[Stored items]
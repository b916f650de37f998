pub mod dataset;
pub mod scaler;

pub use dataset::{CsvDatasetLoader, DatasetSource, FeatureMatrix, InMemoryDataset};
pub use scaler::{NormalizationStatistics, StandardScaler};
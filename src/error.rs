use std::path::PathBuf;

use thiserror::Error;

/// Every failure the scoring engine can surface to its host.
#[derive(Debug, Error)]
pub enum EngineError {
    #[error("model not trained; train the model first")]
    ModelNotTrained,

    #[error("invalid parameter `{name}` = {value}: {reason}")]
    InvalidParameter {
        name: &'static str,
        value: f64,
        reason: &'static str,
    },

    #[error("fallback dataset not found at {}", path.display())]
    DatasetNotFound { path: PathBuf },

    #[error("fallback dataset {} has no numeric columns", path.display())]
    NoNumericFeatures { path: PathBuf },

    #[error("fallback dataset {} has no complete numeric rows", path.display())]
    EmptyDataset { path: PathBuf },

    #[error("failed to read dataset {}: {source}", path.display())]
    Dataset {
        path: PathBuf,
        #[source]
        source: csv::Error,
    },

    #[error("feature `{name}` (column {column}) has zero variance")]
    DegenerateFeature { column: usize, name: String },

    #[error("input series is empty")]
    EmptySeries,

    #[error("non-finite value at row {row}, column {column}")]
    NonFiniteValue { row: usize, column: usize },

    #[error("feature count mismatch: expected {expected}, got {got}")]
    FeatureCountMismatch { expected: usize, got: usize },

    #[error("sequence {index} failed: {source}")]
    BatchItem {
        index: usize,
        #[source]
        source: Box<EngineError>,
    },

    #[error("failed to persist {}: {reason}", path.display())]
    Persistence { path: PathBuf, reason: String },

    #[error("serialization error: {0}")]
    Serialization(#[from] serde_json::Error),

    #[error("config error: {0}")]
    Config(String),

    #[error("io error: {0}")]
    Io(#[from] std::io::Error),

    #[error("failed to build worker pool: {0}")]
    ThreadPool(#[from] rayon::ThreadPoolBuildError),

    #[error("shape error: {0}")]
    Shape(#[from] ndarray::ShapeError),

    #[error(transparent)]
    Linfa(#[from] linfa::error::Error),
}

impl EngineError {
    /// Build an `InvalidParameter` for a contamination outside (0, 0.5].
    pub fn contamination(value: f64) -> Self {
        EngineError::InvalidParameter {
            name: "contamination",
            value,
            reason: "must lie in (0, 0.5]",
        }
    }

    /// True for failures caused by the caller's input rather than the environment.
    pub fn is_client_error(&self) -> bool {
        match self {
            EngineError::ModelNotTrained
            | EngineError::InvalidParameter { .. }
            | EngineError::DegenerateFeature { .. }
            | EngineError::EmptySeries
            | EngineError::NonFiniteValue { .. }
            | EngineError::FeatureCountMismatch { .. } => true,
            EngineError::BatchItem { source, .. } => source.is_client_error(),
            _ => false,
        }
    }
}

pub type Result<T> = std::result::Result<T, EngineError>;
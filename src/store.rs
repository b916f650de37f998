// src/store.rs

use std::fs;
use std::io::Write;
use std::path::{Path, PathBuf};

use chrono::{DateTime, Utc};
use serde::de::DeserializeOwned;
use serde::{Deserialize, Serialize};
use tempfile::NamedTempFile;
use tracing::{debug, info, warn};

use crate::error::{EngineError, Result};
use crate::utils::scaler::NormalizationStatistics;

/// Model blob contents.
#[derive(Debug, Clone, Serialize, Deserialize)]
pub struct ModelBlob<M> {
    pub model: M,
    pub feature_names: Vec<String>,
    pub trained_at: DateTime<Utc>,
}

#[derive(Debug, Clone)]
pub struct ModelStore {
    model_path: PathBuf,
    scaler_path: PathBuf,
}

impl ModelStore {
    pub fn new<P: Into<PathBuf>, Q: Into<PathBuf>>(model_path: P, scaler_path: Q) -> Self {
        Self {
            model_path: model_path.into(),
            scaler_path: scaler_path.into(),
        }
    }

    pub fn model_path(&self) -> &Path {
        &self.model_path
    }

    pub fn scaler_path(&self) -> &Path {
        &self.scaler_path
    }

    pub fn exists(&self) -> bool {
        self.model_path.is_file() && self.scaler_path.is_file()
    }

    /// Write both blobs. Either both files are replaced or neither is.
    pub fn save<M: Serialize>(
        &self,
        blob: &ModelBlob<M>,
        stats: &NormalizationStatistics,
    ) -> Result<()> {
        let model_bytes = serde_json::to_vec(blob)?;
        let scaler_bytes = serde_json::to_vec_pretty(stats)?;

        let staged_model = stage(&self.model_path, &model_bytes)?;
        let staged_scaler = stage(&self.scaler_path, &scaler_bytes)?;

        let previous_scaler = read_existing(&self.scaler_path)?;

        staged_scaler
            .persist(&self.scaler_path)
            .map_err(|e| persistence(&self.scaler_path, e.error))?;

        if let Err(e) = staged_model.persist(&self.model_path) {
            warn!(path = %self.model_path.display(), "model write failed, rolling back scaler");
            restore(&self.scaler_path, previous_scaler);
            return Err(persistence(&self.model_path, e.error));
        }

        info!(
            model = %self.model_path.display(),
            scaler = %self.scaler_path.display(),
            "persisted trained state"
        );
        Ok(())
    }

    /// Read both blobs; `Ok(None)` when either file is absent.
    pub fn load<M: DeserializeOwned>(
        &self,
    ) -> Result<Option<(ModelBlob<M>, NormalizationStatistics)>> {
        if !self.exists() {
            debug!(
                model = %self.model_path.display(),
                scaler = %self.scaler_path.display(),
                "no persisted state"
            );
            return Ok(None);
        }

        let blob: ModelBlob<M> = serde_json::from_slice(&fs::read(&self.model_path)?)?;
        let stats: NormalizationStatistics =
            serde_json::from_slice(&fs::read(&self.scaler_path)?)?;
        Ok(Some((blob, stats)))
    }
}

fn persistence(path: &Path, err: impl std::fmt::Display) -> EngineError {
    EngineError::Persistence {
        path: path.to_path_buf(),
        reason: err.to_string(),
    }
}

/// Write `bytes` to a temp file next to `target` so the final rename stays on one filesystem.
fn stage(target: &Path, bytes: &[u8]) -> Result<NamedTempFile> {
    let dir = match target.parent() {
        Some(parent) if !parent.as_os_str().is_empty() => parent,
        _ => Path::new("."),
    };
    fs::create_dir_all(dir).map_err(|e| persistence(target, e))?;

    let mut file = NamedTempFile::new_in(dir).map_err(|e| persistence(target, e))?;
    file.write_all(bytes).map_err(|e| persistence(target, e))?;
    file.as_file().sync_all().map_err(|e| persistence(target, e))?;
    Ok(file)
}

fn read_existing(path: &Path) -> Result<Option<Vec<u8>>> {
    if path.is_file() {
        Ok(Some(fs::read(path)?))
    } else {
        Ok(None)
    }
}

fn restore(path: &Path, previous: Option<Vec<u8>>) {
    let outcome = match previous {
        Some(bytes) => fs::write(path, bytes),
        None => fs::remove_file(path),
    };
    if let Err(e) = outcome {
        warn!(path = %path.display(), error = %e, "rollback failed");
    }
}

_What you should do_
Each line of the data is to be output exactly, with none skipped.

_Answer for the task_
repository b916f650de37f998
pub mod dataset;
pub mod scaler;

pub use dataset::{CsvDatasetLoader, DatasetSource, FeatureMatrix, InMemoryDataset};
pub use scaler::{NormalizationStatistics, StandardScaler};
filename src/error.rs
use std::path::PathBuf;

use thiserror::Error;

/// Every failure the scoring engine can surface to its host.
#[derive(Debug, Error)]
pub enum EngineError {
    #[error("model not trained; train the model first")]
    ModelNotTrained,

    #[error("invalid parameter `{name}` = {value}: {reason}")]
    InvalidParameter {
        name: &'static str,
        value: f64,
        reason: &'static str,
    },

    #[error("fallback dataset not found at {}", path.display())]
    DatasetNotFound { path: PathBuf },

    #[error("fallback dataset {} has no numeric columns", path.display())]
    NoNumericFeatures { path: PathBuf },

    #[error("fallback dataset {} has no complete numeric rows", path.display())]
    EmptyDataset { path: PathBuf },

    #[error("failed to read dataset {}: {source}", path.display())]
    Dataset {
        path: PathBuf,
        #[source]
        source: csv::Error,
    },

    #[error("feature `{name}` (column {column}) has zero variance")]
    DegenerateFeature { column: usize, name: String },

    #[error("input series is empty")]
    EmptySeries,

    #[error("non-finite value at row {row}, column {column}")]
    NonFiniteValue { row: usize, column: usize },

    #[error("feature count mismatch: expected {expected}, got {got}")]
    FeatureCountMismatch { expected: usize, got: usize },

    #[error("sequence {index} failed: {source}")]
    BatchItem {
        index: usize,
        #[source]
        source: Box<EngineError>,
    },

    #[error("failed to persist {}: {reason}", path.display())]
    Persistence { path: PathBuf, reason: String },

    #[error("serialization error: {0}")]
    Serialization(#[from] serde_json::Error),

    #[error("config error: {0}")]
    Config(String),

    #[error("io error: {0}")]
    Io(#[from] std::io::Error),

    #[error("failed to build worker pool: {0}")]
    ThreadPool(#[from] rayon::ThreadPoolBuildError),

    #[error("shape error: {0}")]
    Shape(#[from] ndarray::ShapeError),

    #[error(transparent)]
    Linfa(#[from] linfa::error::Error),
}

impl EngineError {
    /// Build an `InvalidParameter` for a contamination outside (0, 0.5].
    pub fn contamination(value: f64) -> Self {
        EngineError::InvalidParameter {
            name: "contamination",
            value,
            reason: "must lie in (0, 0.5]",
        }
    }

    /// True for failures caused by the caller's input rather than the environment.
    pub fn is_client_error(&self) -> bool {
        match self {
            EngineError::ModelNotTrained
            | EngineError::InvalidParameter { .. }
            | EngineError::DegenerateFeature { .. }
            | EngineError::EmptySeries
            | EngineError::NonFiniteValue { .. }
            | EngineError::FeatureCountMismatch { .. } => true,
            EngineError::BatchItem { source, .. } => source.is_client_error(),
            _ => false,
        }
    }
}

pub type Result<T> = std::result::Result<T, EngineError>;
filename src/store.rs
repository b916f650de37f998
// src/store.rs

use std::fs;
use std::io::Write;
use std::path::{Path, PathBuf};

use chrono::{DateTime, Utc};
use serde::de::DeserializeOwned;
use serde::{Deserialize, Serialize};
use tempfile::NamedTempFile;
use tracing::{debug, info, warn};

use crate::error::{EngineError, Result};
use crate::utils::scaler::NormalizationStatistics;

/// Model blob contents.
#[derive(Debug, Clone, Serialize, Deserialize)]
pub struct ModelBlob<M> {
    pub model: M,
    pub feature_names: Vec<String>,
    pub trained_at: DateTime<Utc>,
}

#[derive(Debug, Clone)]
pub struct ModelStore {
    model_path: PathBuf,
    scaler_path: PathBuf,
}

impl ModelStore {
    pub fn new<P: Into<PathBuf>, Q: Into<PathBuf>>(model_path: P, scaler_path: Q) -> Self {
        Self {
            model_path: model_path.into(),
            scaler_path: scaler_path.into(),
        }
    }

    pub fn model_path(&self) -> &Path {
        &self.model_path
    }

    pub fn scaler_path(&self) -> &Path {
        &self.scaler_path
    }

    pub fn exists(&self) -> bool {
        self.model_path.is_file() && self.scaler_path.is_file()
    }

    /// Write both blobs. Either both files are replaced or neither is.
    pub fn save<M: Serialize>(
        &self,
        blob: &ModelBlob<M>,
        stats: &NormalizationStatistics,
    ) -> Result<()> {
        let model_bytes = serde_json::to_vec(blob)?;
        let scaler_bytes = serde_json::to_vec_pretty(stats)?;

        let staged_model = stage(&self.model_path, &model_bytes)?;
        let staged_scaler = stage(&self.scaler_path, &scaler_bytes)?;

        let previous_scaler = read_existing(&self.scaler_path)?;

        staged_scaler
            .persist(&self.scaler_path)
            .map_err(|e| persistence(&self.scaler_path, e.error))?;

        if let Err(e) = staged_model.persist(&self.model_path) {
            warn!(path = %self.model_path.display(), "model write failed, rolling back scaler");
            restore(&self.scaler_path, previous_scaler);
            return Err(persistence(&self.model_path, e.error));
        }

        info!(
            model = %self.model_path.display(),
            scaler = %self.scaler_path.display(),
            "persisted trained state"
        );
        Ok(())
    }

    /// Read both blobs; `Ok(None)` when either file is absent.
    pub fn load<M: DeserializeOwned>(
        &self,
    ) -> Result<Option<(ModelBlob<M>, NormalizationStatistics)>> {
        if !self.exists() {
            debug!(
                model = %self.model_path.display(),
                scaler = %self.scaler_path.display(),
                "no persisted state"
            );
            return Ok(None);
        }

        let blob: ModelBlob<M> = serde_json::from_slice(&fs::read(&self.model_path)?)?;
        let stats: NormalizationStatistics =
            serde_json::from_slice(&fs::read(&self.scaler_path)?)?;
        Ok(Some((blob, stats)))
    }
}

fn persistence(path: &Path, err: impl std::fmt::Display) -> EngineError {
    EngineError::Persistence {
        path: path.to_path_buf(),
        reason: err.to_string(),
    }
}

/// Write `bytes` to a temp file next to `target` so the final rename stays on one filesystem.
fn stage(target: &Path, bytes: &[u8]) -> Result<NamedTempFile> {
    let dir = match target.parent() {
        Some(parent) if !parent.as_os_str().is_empty() => parent,
        _ => Path::new("."),
    };
    fs::create_dir_all(dir).map_err(|e| persistence(target, e))?;

    let mut file = NamedTempFile::new_in(dir).map_err(|e| persistence(target, e))?;
    file.write_all(bytes).map_err(|e| persistence(target, e))?;
    file.as_file().sync_all().map_err(|e| persistence(target, e))?;
    Ok(file)
}

fn read_existing(path: &Path) -> Result<Option<Vec<u8>>> {
    if path.is_file() {
        Ok(Some(fs::read(path)?))
    } else {
        Ok(None)
    }
}

fn restore(path: &Path, previous: Option<Vec<u8>>) {
    let outcome = match previous {
        Some(bytes) => fs::write(path, bytes),
        None => fs::remove_file(path),
    };
    if let Err(e) = outcome {
        warn!(path = %path.display(), error = %e, "rollback failed");
    }
}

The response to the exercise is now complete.